(Saved data entries)
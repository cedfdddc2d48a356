//! Integration tests against a live MySQL/MariaDB server, configured via `DATABASE_URL`
//! (mirrors the teacher's `tests/mysql/mysql.rs` shape).

use std::env;

use maristream::{MySqlConnectOptions, MySqlConnection};

fn connect_options() -> MySqlConnectOptions {
    let url = env::var("DATABASE_URL").expect("DATABASE_URL must be set to run integration tests");
    url.parse().expect("DATABASE_URL must be a valid mysql:// connection string")
}

#[tokio::test]
async fn it_connects_and_pings() -> anyhow::Result<()> {
    let mut conn = MySqlConnection::connect(&connect_options()).await?;

    conn.ping().await?;
    conn.close().await;

    Ok(())
}

#[tokio::test]
async fn it_runs_a_simple_query() -> anyhow::Result<()> {
    use maristream::connection::ExecutionHead;

    let mut conn = MySqlConnection::connect(&connect_options()).await?;

    match conn.start_execution("SELECT 1 + 1").await? {
        ExecutionHead::ResultSet(columns) => {
            let batch = conn
                .read_some_rows(&columns, maristream::connection::RowEncoding::Text, None)
                .await?;
            assert_eq!(batch.rows.len(), 1);
            let value: i64 = batch.rows[0].try_get(0)?;
            assert_eq!(value, 2);
        }
        ExecutionHead::NoResultSet(_) => panic!("SELECT 1 + 1 should produce a resultset"),
    }

    conn.close().await;
    Ok(())
}

#[tokio::test]
async fn prepared_statements_round_trip_through_the_cache() -> anyhow::Result<()> {
    let mut conn = MySqlConnection::connect(&connect_options()).await?;

    let first = conn.prepare_statement("SELECT ? + 1").await?;
    let second = conn.prepare_statement("SELECT ? + 1").await?;
    assert_eq!(first.id(), second.id(), "identical SQL should hit the statement cache");

    conn.close().await;
    Ok(())
}

#[tokio::test]
async fn reset_connection_clears_the_statement_cache() -> anyhow::Result<()> {
    let mut conn = MySqlConnection::connect(&connect_options()).await?;

    let before = conn.prepare_statement("SELECT 1").await?;
    conn.reset_connection().await?;
    let after = conn.prepare_statement("SELECT 1").await?;
    assert_ne!(
        before.id(),
        after.id(),
        "reset-connection invalidates every prior statement handle"
    );

    conn.close().await;
    Ok(())
}

#[tokio::test]
async fn set_character_set_updates_cached_session_state() -> anyhow::Result<()> {
    use maristream::CharacterSet;

    let mut conn = MySqlConnection::connect(&connect_options()).await?;

    conn.set_character_set(CharacterSet::default()).await?;
    assert_eq!(conn.character_set()?, CharacterSet::default());

    conn.close().await;
    Ok(())
}

#[tokio::test]
async fn busy_connection_rejects_a_second_operation() -> anyhow::Result<()> {
    // start_execution leaves the connection `Busy` until its resultset/summary is drained;
    // issuing a second command before that happens must fail without touching the wire
    // (spec §4.8).
    let mut conn = MySqlConnection::connect(&connect_options()).await?;

    let _ = conn.start_execution("SELECT 1").await?;
    let err = conn.ping().await.unwrap_err();
    assert!(matches!(err, maristream::Error::OperationInProgress));

    Ok(())
}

◆ **Work required**: Every line above should be reproduced precisely.

◆ **Response to this task**:
repository cedfdddc2d48a356
//! Integration tests against a live MySQL/MariaDB server, configured via `DATABASE_URL`
//! (mirrors the teacher's `tests/mysql/mysql.rs` shape).

use std::env;

use maristream::{MySqlConnectOptions, MySqlConnection};

fn connect_options() -> MySqlConnectOptions {
    let url = env::var("DATABASE_URL").expect("DATABASE_URL must be set to run integration tests");
    url.parse().expect("DATABASE_URL must be a valid mysql:// connection string")
}

#[tokio::test]
async fn it_connects_and_pings() -> anyhow::Result<()> {
    let mut conn = MySqlConnection::connect(&connect_options()).await?;

    conn.ping().await?;
    conn.close().await;

    Ok(())
}

#[tokio::test]
async fn it_runs_a_simple_query() -> anyhow::Result<()> {
    use maristream::connection::ExecutionHead;

    let mut conn = MySqlConnection::connect(&connect_options()).await?;

    match conn.start_execution("SELECT 1 + 1").await? {
        ExecutionHead::ResultSet(columns) => {
            let batch = conn
                .read_some_rows(&columns, maristream::connection::RowEncoding::Text, None)
                .await?;
            assert_eq!(batch.rows.len(), 1);
            let value: i64 = batch.rows[0].try_get(0)?;
            assert_eq!(value, 2);
        }
        ExecutionHead::NoResultSet(_) => panic!("SELECT 1 + 1 should produce a resultset"),
    }

    conn.close().await;
    Ok(())
}

#[tokio::test]
async fn prepared_statements_round_trip_through_the_cache() -> anyhow::Result<()> {
    let mut conn = MySqlConnection::connect(&connect_options()).await?;

    let first = conn.prepare_statement("SELECT ? + 1").await?;
    let second = conn.prepare_statement("SELECT ? + 1").await?;
    assert_eq!(first.id(), second.id(), "identical SQL should hit the statement cache");

    conn.close().await;
    Ok(())
}

#[tokio::test]
async fn reset_connection_clears_the_statement_cache() -> anyhow::Result<()> {
    let mut conn = MySqlConnection::connect(&connect_options()).await?;

    let before = conn.prepare_statement("SELECT 1").await?;
    conn.reset_connection().await?;
    let after = conn.prepare_statement("SELECT 1").await?;
    assert_ne!(
        before.id(),
        after.id(),
        "reset-connection invalidates every prior statement handle"
    );

    conn.close().await;
    Ok(())
}

#[tokio::test]
async fn set_character_set_updates_cached_session_state() -> anyhow::Result<()> {
    use maristream::CharacterSet;

    let mut conn = MySqlConnection::connect(&connect_options()).await?;

    conn.set_character_set(CharacterSet::default()).await?;
    assert_eq!(conn.character_set()?, CharacterSet::default());

    conn.close().await;
    Ok(())
}

#[tokio::test]
async fn busy_connection_rejects_a_second_operation() -> anyhow::Result<()> {
    // start_execution leaves the connection `Busy` until its resultset/summary is drained;
    // issuing a second command before that happens must fail without touching the wire
    // (spec §4.8).
    let mut conn = MySqlConnection::connect(&connect_options()).await?;

    let _ = conn.start_execution("SELECT 1").await?;
    let err = conn.ping().await.unwrap_err();
    assert!(matches!(err, maristream::Error::OperationInProgress));

    Ok(())
}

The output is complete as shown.